Connecticut’s Transit-Oriented-Development Efforts Should Leverage Its Walkable Cities
/by Dr. Rosalie Singerman Ray
Faced with superstorms and economic headwinds, Connecticut planners have focused on resiliency over the past decade. Building transit-oriented development (TOD) along Connecticut’s new and existing transit infrastructure provides an opportunity to structure economic growth around “resilient corridors,” as studies have shown that walkable, mixed-use neighborhoods are more resilient to economic shock and better for the planet.
Yet the data show that many of Connecticut’s existing station areas prioritize parking over walkability, and a failure to develop concrete metrics for TOD has deprioritized investing in Connecticut’s existing walkable cities. In addition, the state’s strongest transit corridor, the New Haven Metro North line, is significantly threatened by sea level rise.
With a grant from the Connecticut Institute for Resilience and Climate Adaptation (CIRCA), I and two other researchers at the University of Connecticut analyzed the station areas along Metro North’s New Haven line, assessing both their walkability and their vulnerability to sea level rise.
For walkability, we used three quantitative metrics — intersection density, link-node ratio, and the number of “city connector” roads” within the station area — as well as a qualitative assessment of the walking environment using Google Maps to assess the presence of crosswalks, sidewalks, and perceived speed. Areas with at least 100 intersections per square mile are considered walkable, while link-node ratios over 1.4 are well-connected.
Our assessment of city connector roads began with state-owned arterials, but also includes any multi-lane roadway (e.g. West Ave in Norwalk) that extends beyond the station area. The city connector metric shows how easy it is to access the station area from other places in the city.
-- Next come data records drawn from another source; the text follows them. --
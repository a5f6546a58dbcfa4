mod cmd;
mod status;

pub use cmd::{commit_interactive, get_repo_root, push, stage_paths, unstage_paths};
pub use status::{list_branches, load_status, FileEntry, RepoState};
use std::sync::Arc;
use std::thread::{self, JoinHandle};
use std::time::Duration;

use anyhow::Result;
use crossterm::event::{self, Event as CtEvent, KeyEventKind};

use crate::event::{Event, Job};
use crate::git;
use crate::input::Input;
use crate::queue::{LockstepQueue, UnboundedQueue};

/// Worker errors are fatal: the foreground assumes a steady supply of
/// events, and a silently stalled producer would livelock it. The panic
/// hook restores the terminal and exits the process.
fn fatal(worker: &str, err: anyhow::Error) -> ! {
    tracing::error!("{worker} worker failed: {err:#}");
    panic!("{worker} worker failed: {err:#}");
}

/// Blocking-read terminal input, decoded into `Event::Input`. Key presses
/// only; resize and release events are skipped — the window size is
/// re-queried on every paint anyway.
pub fn spawn_input(events: Arc<LockstepQueue<Event>>) -> JoinHandle<()> {
    thread::Builder::new()
        .name("input".to_string())
        .spawn(move || loop {
            match event::read() {
                Ok(CtEvent::Key(key)) if key.kind == KeyEventKind::Press => {
                    events.put(Event::Input(Input::from_key_event(key)));
                }
                Ok(_) => {}
                Err(err) => fatal("input", err.into()),
            }
        })
        .expect("failed to spawn input worker")
}

/// Re-parse the repository on a fixed interval and publish the snapshot.
pub fn spawn_refresh(
    events: Arc<LockstepQueue<Event>>,
    repo_root: String,
    interval: Duration,
) -> JoinHandle<()> {
    thread::Builder::new()
        .name("refresh".to_string())
        .spawn(move || loop {
            thread::sleep(interval);
            match git::load_status(&repo_root) {
                Ok(state) => events.put(Event::RepoState(state)),
                Err(err) => fatal("refresh", err),
            }
        })
        .expect("failed to spawn refresh worker")
}

/// Drain the job queue serially. After every job — including the no-op
/// `Refresh` — reload the repository and publish it, so the UI converges on
/// the real state no matter what the optimistic update guessed.
pub fn spawn_jobs(
    events: Arc<LockstepQueue<Event>>,
    jobs: Arc<UnboundedQueue<Job>>,
    repo_root: String,
) -> JoinHandle<()> {
    thread::Builder::new()
        .name("jobs".to_string())
        .spawn(move || loop {
            let job = jobs.take();
            if let Err(err) = run_job(&repo_root, job) {
                fatal("job", err);
            }
            match git::load_status(&repo_root) {
                Ok(state) => events.put(Event::RepoState(state)),
                Err(err) => fatal("job", err),
            }
        })
        .expect("failed to spawn job worker")
}

fn run_job(repo_root: &str, job: Job) -> Result<()> {
    match job {
        Job::Stage(paths) => git::stage_paths(repo_root, &paths),
        Job::Unstage(paths) => git::unstage_paths(repo_root, &paths),
        Job::Push { remote, branch } => {
            tracing::info!("pushing {branch} to {remote}");
            git::push(repo_root, &remote, &branch)
        }
        Job::Refresh => Ok(()),
    }
}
Connecticut’s best transit line has only six walkable, well-connected stations: State Street, Union Station, South Norwalk, Milford, Stamford, and Bridgeport. With the exception of Milford, these serve coastal cities and are the areas to focus on for resilient development. A second tier of towns — both Fairfield stations, Darien, Southport, Stratford, East Norwalk, and Noroton Heights — could become walkable with focused investment, assuming such investment makes sense given sea level rise.
To take this data-driven approach, thresholds like 100 intersections/ sq. mi. or a link-node ratio of greater than 1.4 should be used to put numbers to the “transit-supportive standards for land uses, built environment densities and walkable environments” currently included in the state definition of TOD (Sec. 13b-79o), and to guide towns in prioritizing how to improve the street network near their stations.
Having identified the walkable station areas, we then used CIRCA’s 1% annual exceedance probability (AEP) storm surge flood shapefile for 2050 to assess vulnerability to sea level rise. This shapefile shows the areas that would likely be flooded by a 100-year storm in 2050, when CIRCA estimates that the sea level along the Connecticut coast will rise approximately 20 inches. We overlaid this shapefile on town parcel layers and the Metro North rail shapefile, identifying vulnerable parcels and stretches of rail line. We also used the TOD plans for the 14 stations that had them to specifically identify whether parcels identified for TOD would be affected.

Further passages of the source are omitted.